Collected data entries

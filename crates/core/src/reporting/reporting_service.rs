use chrono::NaiveDate;
use log::debug;
use std::sync::Arc;

use super::reporting_model::{FundRollup, OverdueCall};
use super::reporting_traits::ReportingServiceTrait;
use crate::allocations::AllocationRepositoryTrait;
use crate::capital_calls::CapitalCallRepositoryTrait;
use crate::Result;

/// Read-only reporting façade over the allocation and call repositories.
pub struct ReportingService {
    allocation_repository: Arc<dyn AllocationRepositoryTrait>,
    call_repository: Arc<dyn CapitalCallRepositoryTrait>,
}

impl ReportingService {
    /// Creates a new ReportingService instance.
    pub fn new(
        allocation_repository: Arc<dyn AllocationRepositoryTrait>,
        call_repository: Arc<dyn CapitalCallRepositoryTrait>,
    ) -> Self {
        Self {
            allocation_repository,
            call_repository,
        }
    }
}

impl ReportingServiceTrait for ReportingService {
    fn get_fund_rollup(&self, fund_id: &str) -> Result<FundRollup> {
        let allocations = self.allocation_repository.list(Some(fund_id))?;
        debug!(
            "Computing rollup for fund {} over {} allocations",
            fund_id,
            allocations.len()
        );
        FundRollup::from_allocations(fund_id, &allocations)
    }

    fn get_overdue_calls(&self, as_of: NaiveDate) -> Result<Vec<OverdueCall>> {
        let calls = self.call_repository.list_overdue(as_of)?;
        let mut overdue = Vec::with_capacity(calls.len());
        for call in &calls {
            let allocation = self.allocation_repository.get_by_id(&call.allocation_id)?;
            overdue.push(OverdueCall::from_call(call, &allocation, as_of));
        }
        // Most overdue first.
        overdue.sort_by(|a, b| b.days_overdue.cmp(&a.days_overdue));
        Ok(overdue)
    }
}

- [Your task]:
Pull each line containing the word "FundRollup" out of the data above.

- [Exercise response]:
use super::reporting_model::{FundRollup, OverdueCall};
    fn get_fund_rollup(&self, fund_id: &str) -> Result<FundRollup> {
        FundRollup::from_allocations(fund_id, &allocations)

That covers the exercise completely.